What you are asked to do — Copy each line of the records below that mentions the word "ServerSettings".

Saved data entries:

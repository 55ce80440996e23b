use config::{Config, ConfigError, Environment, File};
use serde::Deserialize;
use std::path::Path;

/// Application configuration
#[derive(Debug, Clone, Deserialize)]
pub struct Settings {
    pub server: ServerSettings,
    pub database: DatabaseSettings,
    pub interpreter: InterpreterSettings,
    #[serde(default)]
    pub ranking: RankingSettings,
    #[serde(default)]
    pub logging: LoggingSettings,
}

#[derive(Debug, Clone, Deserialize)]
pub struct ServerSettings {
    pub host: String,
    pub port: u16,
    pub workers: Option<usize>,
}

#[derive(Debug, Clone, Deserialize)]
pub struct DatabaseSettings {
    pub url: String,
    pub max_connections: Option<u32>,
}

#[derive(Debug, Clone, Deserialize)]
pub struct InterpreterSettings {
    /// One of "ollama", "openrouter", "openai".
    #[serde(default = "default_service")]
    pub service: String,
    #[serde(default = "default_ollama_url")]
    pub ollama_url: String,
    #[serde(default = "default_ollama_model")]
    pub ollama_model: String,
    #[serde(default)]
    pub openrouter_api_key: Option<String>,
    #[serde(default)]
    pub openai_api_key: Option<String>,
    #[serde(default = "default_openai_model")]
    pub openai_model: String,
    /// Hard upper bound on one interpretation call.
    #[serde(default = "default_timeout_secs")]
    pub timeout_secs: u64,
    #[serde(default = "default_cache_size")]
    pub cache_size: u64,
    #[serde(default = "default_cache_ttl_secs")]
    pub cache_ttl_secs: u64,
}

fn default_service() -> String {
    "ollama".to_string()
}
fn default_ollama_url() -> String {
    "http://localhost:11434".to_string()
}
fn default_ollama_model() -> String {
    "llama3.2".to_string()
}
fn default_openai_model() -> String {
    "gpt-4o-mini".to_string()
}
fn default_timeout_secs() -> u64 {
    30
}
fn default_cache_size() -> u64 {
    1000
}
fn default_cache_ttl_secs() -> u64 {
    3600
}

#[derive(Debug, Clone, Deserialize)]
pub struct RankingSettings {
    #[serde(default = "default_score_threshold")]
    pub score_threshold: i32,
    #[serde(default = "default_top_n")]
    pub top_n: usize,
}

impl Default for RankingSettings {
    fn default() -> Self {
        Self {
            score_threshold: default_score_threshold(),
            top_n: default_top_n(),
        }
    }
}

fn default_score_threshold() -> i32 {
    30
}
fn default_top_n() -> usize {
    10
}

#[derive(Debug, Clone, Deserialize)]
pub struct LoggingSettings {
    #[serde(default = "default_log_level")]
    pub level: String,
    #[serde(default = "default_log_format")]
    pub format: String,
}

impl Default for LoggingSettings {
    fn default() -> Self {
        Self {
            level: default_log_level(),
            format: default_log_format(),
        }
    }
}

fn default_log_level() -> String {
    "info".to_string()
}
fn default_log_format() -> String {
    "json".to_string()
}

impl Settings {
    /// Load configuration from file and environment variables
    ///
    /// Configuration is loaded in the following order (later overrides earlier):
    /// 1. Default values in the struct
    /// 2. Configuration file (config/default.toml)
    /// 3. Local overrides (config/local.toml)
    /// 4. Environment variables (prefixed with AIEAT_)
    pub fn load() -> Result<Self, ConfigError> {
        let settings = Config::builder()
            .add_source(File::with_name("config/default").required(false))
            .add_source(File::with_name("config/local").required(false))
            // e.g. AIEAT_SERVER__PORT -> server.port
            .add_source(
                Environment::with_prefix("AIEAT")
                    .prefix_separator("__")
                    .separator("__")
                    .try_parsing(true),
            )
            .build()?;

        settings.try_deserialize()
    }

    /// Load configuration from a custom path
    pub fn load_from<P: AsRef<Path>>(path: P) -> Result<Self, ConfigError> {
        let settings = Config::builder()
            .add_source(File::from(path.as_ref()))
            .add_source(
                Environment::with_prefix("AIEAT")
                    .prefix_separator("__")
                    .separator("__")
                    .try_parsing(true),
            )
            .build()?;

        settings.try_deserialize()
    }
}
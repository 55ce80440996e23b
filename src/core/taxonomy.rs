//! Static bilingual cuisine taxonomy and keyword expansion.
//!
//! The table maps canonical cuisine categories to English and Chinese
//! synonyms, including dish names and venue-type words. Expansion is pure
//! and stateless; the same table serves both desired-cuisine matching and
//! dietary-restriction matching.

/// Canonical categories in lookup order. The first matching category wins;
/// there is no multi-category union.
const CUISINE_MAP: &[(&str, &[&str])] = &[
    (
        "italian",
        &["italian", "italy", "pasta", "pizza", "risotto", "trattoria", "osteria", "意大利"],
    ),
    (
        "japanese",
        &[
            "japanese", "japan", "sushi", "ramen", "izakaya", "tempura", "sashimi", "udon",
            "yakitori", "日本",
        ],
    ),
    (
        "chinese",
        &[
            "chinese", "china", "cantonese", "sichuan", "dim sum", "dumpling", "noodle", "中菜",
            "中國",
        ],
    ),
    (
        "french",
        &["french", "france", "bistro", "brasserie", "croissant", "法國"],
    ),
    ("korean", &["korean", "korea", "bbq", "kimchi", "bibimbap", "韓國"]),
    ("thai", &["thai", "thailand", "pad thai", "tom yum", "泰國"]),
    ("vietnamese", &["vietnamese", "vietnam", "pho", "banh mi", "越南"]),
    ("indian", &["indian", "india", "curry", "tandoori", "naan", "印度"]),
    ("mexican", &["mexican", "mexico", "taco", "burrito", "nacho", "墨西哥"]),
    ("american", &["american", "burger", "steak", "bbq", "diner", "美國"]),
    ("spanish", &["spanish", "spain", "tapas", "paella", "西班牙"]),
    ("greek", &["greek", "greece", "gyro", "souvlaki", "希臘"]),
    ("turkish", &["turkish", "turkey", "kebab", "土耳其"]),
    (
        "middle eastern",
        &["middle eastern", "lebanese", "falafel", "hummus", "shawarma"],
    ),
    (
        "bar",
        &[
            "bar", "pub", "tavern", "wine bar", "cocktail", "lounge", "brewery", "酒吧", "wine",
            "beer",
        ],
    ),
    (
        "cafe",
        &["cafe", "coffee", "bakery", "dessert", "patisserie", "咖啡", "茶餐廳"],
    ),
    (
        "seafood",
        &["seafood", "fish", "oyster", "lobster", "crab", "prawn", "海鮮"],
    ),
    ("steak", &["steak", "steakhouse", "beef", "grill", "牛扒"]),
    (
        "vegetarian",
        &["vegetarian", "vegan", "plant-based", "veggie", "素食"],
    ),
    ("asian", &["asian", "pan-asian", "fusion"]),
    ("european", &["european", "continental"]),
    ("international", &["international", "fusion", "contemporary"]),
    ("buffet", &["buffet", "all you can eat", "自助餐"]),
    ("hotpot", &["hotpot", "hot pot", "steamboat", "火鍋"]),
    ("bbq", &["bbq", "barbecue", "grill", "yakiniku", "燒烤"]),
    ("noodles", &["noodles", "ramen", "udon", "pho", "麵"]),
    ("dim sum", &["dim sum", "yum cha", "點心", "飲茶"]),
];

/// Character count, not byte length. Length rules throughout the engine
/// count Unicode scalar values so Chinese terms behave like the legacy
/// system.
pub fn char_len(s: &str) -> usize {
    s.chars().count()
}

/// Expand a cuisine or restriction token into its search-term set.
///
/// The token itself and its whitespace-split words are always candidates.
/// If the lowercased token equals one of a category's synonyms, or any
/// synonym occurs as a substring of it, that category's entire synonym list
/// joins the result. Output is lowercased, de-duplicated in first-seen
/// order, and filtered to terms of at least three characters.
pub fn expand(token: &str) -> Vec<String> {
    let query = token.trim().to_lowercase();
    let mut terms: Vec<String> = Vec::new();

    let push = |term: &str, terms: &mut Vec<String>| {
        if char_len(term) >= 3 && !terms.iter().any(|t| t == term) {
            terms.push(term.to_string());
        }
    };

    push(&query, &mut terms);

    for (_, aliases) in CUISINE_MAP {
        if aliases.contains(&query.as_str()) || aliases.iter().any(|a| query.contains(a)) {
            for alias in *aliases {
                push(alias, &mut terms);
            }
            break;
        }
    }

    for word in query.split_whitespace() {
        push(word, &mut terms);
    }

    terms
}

Your solution —
    pub server: ServerSettings,
pub struct ServerSettings {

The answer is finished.